* Exercise aim
Each line holding the word "TransitionKind" must appear in the answer, copied from the entries.
-.-.-
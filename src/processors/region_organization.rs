use std::any::Any;
use std::collections::HashMap;
use std::sync::atomic::Ordering;
use std::sync::Arc;

use parking_lot::{Mutex, RwLock};
use rand::distributions::{Distribution, WeightedIndex};
use rand::{Rng, SeedableRng};
use rand_chacha::ChaCha8Rng;

use crate::container::{ProcessingState, SignalSourceContainer};
use crate::processing::DataProcessor;
use crate::region::{RegionGroupCallback, SelectionPattern, TransitionKind};

use super::region_base::RegionProcessorBase;

/// Non-linear region orchestrator: selects a segment inside the active
/// region per its configured `SelectionPattern`, advances through it,
/// and blends across the boundary into the next region when a
/// transition is configured.
pub struct RegionOrganizationProcessor {
    base: RegionProcessorBase,
    rng: Mutex<ChaCha8Rng>,
    weights: RwLock<HashMap<usize, Vec<f64>>>,
    on_transition: Option<RegionGroupCallback>,
}

impl RegionOrganizationProcessor {
    pub fn new(cache_capacity: usize, seed: u64) -> Self {
        Self {
            base: RegionProcessorBase::new(cache_capacity),
            rng: Mutex::new(ChaCha8Rng::seed_from_u64(seed)),
            weights: RwLock::new(HashMap::new()),
            on_transition: None,
        }
    }

    pub fn with_transition_callback(mut self, callback: RegionGroupCallback) -> Self {
        self.on_transition = Some(callback);
        self
    }

    pub fn base(&self) -> &RegionProcessorBase {
        &self.base
    }

    /// Configures per-segment weights used by `SelectionPattern::Weighted`
    /// for the organized region at `region_index`.
    pub fn set_region_weights(&self, region_index: usize, weights: Vec<f64>) {
        self.weights.write().insert(region_index, weights);
    }

    /// Finds the organized region carrying `(group, index)` as its
    /// originating group name and region index, and makes it current.
    pub fn jump_to_region(&self, group: &str, index: usize) {
        let target = self
            .base
            .organized_regions
            .read()
            .iter()
            .position(|r| r.group_name == group && r.region_index == index);
        if let Some(target) = target {
            self.base.set_current_region_index(target);
        }
    }

    pub fn jump_to_position(&self, coords: &[u64]) {
        if let Some(index) = self.base.find_region_for_position(coords) {
            self.base.set_current_region_index(index);
            self.base.organized_regions.write()[index].current_position = coords.to_vec();
        }
    }

    fn select_next_segment(&self, region_index: usize, segment_count: usize, active: usize, pattern: SelectionPattern) -> usize {
        if segment_count == 0 {
            return 0;
        }
        match pattern {
            SelectionPattern::Sequential | SelectionPattern::RoundRobin => (active + 1) % segment_count,
            SelectionPattern::Random => self.rng.lock().gen_range(0..segment_count),
            SelectionPattern::Weighted => match self.weights.read().get(&region_index) {
                Some(weights) if weights.len() == segment_count => WeightedIndex::new(weights)
                    .map(|dist| dist.sample(&mut *self.rng.lock()))
                    .unwrap_or((active + 1) % segment_count),
                _ => (active + 1) % segment_count,
            },
            SelectionPattern::Overlap | SelectionPattern::Exclusive | SelectionPattern::Custom | SelectionPattern::All => active,
        }
    }

    fn blend(&self, current: &[f64], next: &[f64], kind: TransitionKind) -> Vec<f64> {
        let n = current.len().min(next.len());
        match kind {
            TransitionKind::Crossfade => (0..n)
                .map(|i| {
                    let f = i as f64 / n.max(1) as f64;
                    current[i] * (1.0 - f) + next[i] * f
                })
                .collect(),
            TransitionKind::Overlap => (0..n).map(|i| 0.5 * current[i] + 0.5 * next[i]).collect(),
            TransitionKind::Immediate | TransitionKind::Gated => next[..n].to_vec(),
            TransitionKind::Callback => {
                if let Some(callback) = &self.on_transition {
                    callback("region-transition", n);
                }
                next[..n].to_vec()
            }
        }
    }
}

impl DataProcessor for RegionOrganizationProcessor {
    fn on_attach(&self, container: Arc<dyn SignalSourceContainer>) {
        self.base.organize_from_groups(&container);
        self.base.set_current_region_index(0);
    }

    fn on_detach(&self, _container: Arc<dyn SignalSourceContainer>) {
        self.base.organized_regions.write().clear();
        self.base.set_current_region_index(0);
    }

    fn process(&self, container: Arc<dyn SignalSourceContainer>) {
        if !container.begin_processing_cycle() {
            return;
        }
        self.base.processing.store(true, Ordering::Release);

        let region_count = self.base.organized_regions.read().len();
        if region_count == 0 {
            let _ = container.update_processing_state(ProcessingState::Processed);
            self.base.processing.store(false, Ordering::Release);
            return;
        }
        let current_index = self.base.current_region_index().min(region_count - 1);

        let (segment, pattern, active, segment_count, is_last_segment, transition, transition_duration_ms) = {
            let regions = self.base.organized_regions.read();
            let region = &regions[current_index];
            let active = region.active_segment_index.min(region.segments.len().saturating_sub(1));
            (
                region.segments.get(active).cloned(),
                region.selection_pattern,
                active,
                region.segments.len(),
                active + 1 >= region.segments.len(),
                region.transition_type,
                region.transition_duration_ms,
            )
        };

        let Some(segment) = segment else {
            let _ = container.update_processing_state(ProcessingState::Processed);
            self.base.processing.store(false, Ordering::Release);
            return;
        };

        let segment_done = segment.current_position[0] >= segment.source_region.end_coordinates[0];
        let is_last_region = current_index + 1 >= region_count;

        let cache_hit = self.base.cache_manager.get_cached_segment(&segment);
        let extracted = match &cache_hit {
            Some(cache) => cache.data.clone(),
            None => container.get_region_data(&segment.source_region).unwrap_or_default(),
        };

        if cache_hit.is_none() && !extracted.is_empty() {
            self.base.cache_region_if_needed(&segment, extracted.clone());
        }

        let apply_transition = is_last_segment && segment_done && is_last_region
            && matches!(transition, TransitionKind::Crossfade | TransitionKind::Overlap)
            && transition_duration_ms > 0.0;

        let output = if apply_transition {
            let next_segment = self.base.organized_regions.read()[0].segments.first().cloned();
            match next_segment {
                Some(next_segment) => {
                    let next_data = container.get_region_data(&next_segment.source_region).unwrap_or_default();
                    if next_data.is_empty() {
                        log::warn!("RegionOrganizationProcessor: transition skipped, next region has no data");
                        extracted
                    } else {
                        extracted
                            .iter()
                            .zip(next_data.iter())
                            .map(|(cur, next)| {
                                let blended = self.blend(&cur.as_f64_vec(), &next.as_f64_vec(), transition);
                                let mut out = cur.clone();
                                out.write_from_f64(&blended);
                                out
                            })
                            .collect()
                    }
                }
                None => {
                    log::warn!("RegionOrganizationProcessor: transition skipped, no next region");
                    extracted
                }
            }
        } else {
            extracted
        };

        container.set_processed_data(output);

        {
            let mut regions = self.base.organized_regions.write();
            let region = &mut regions[current_index];
            if segment_done {
                let next = self.select_next_segment(current_index, segment_count, active, pattern);
                region.active_segment_index = next;
                if let Some(seg) = region.segments.get_mut(active) {
                    seg.current_position = seg.source_region.start_coordinates.clone();
                }
            } else if let Some(seg) = region.segments.get_mut(active) {
                seg.advance_position(1, 0);
            }
        }

        if is_last_segment && segment_done {
            self.base.set_current_region_index(if is_last_region { 0 } else { current_index + 1 });
        }

        let _ = container.update_processing_state(ProcessingState::Processed);
        self.base.processing.store(false, Ordering::Release);
    }

    fn is_processing(&self) -> bool {
        self.base.processing.load(Ordering::Acquire)
    }

    fn as_any(&self) -> &dyn Any {
        self
    }
}

#[cfg(test)]
mod tests {
    use super::*;
    use crate::container::audio::AudioStreamContainer;
    use crate::region::{Region, RegionGroup};
    use crate::structure::Organization;

    fn container_with_two_regions() -> Arc<dyn SignalSourceContainer> {
        let data = vec![DataVariant::F64((0..22).map(|x| x as f64).collect())];
        let container: Arc<dyn SignalSourceContainer> =
            Arc::new(AudioStreamContainer::new(Organization::Interleaved, 11, 2, data, 48_000.0).unwrap());
        let mut group = RegionGroup::new("g");
        group.transition_type = TransitionKind::Crossfade;
        group.add_region(Region::time_span(0, 9, 2));
        group.add_region(Region::time_span(10, 10, 2));
        container.add_region_group(group);
        container
    }

    #[test]
    fn sequential_selection_picks_the_only_segment_repeatedly() {
        let container = container_with_two_regions();
        let processor = RegionOrganizationProcessor::new(16, 7);
        processor.on_attach(container.clone());
        processor.process(container.clone());
        assert_eq!(container.get_processing_state(), ProcessingState::Processed);
        assert!(!container.get_processed_data().is_empty());
    }

    #[test]
    fn jump_to_region_moves_the_active_cursor() {
        let container = container_with_two_regions();
        let processor = RegionOrganizationProcessor::new(16, 7);
        processor.on_attach(container.clone());
        processor.jump_to_region("g", 1);
        assert_eq!(processor.base().current_region_index(), 1);
    }

    fn container_with_two_single_frame_regions(transition_ms: f64) -> Arc<dyn SignalSourceContainer> {
        // time0: ch0=100, ch1=100; time1: ch0=5, ch1=5
        let data = vec![DataVariant::F64(vec![100.0, 100.0, 5.0, 5.0])];
        let container: Arc<dyn SignalSourceContainer> =
            Arc::new(AudioStreamContainer::new(Organization::Interleaved, 2, 2, data, 48_000.0).unwrap());
        let mut group = RegionGroup::new("g");
        group.transition_type = TransitionKind::Crossfade;
        group.add_region(Region::time_span(0, 0, 2));
        group.add_region(Region::time_span(1, 1, 2));
        if transition_ms > 0.0 {
            group.set_region_transition(1, transition_ms);
        }
        container.add_region_group(group);
        container
    }

    #[test]
    fn boundary_crossing_is_a_hard_cut_without_a_configured_duration() {
        let container = container_with_two_single_frame_regions(0.0);
        let processor = RegionOrganizationProcessor::new(16, 7);
        processor.on_attach(container.clone());
        processor.process(container.clone()); // region 0
        processor.process(container.clone()); // region 1, last region, no transition configured
        assert_eq!(container.get_processed_data()[0].as_f64_vec(), vec![5.0, 5.0]);
    }

    #[test]
    fn boundary_crossing_blends_once_a_duration_is_configured() {
        let container = container_with_two_single_frame_regions(250.0);
        let processor = RegionOrganizationProcessor::new(16, 7);
        processor.on_attach(container.clone());
        processor.process(container.clone()); // region 0
        processor.process(container.clone()); // region 1, blends into region 0
        assert_eq!(container.get_processed_data()[0].as_f64_vec(), vec![5.0, 52.5]);
    }
}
-.-.-
* Result below
use crate::region::{RegionGroupCallback, SelectionPattern, TransitionKind};
    fn blend(&self, current: &[f64], next: &[f64], kind: TransitionKind) -> Vec<f64> {
            TransitionKind::Crossfade => (0..n)
            TransitionKind::Overlap => (0..n).map(|i| 0.5 * current[i] + 0.5 * next[i]).collect(),
            TransitionKind::Immediate | TransitionKind::Gated => next[..n].to_vec(),
            TransitionKind::Callback => {
            && matches!(transition, TransitionKind::Crossfade | TransitionKind::Overlap)
        group.transition_type = TransitionKind::Crossfade;
        group.transition_type = TransitionKind::Crossfade;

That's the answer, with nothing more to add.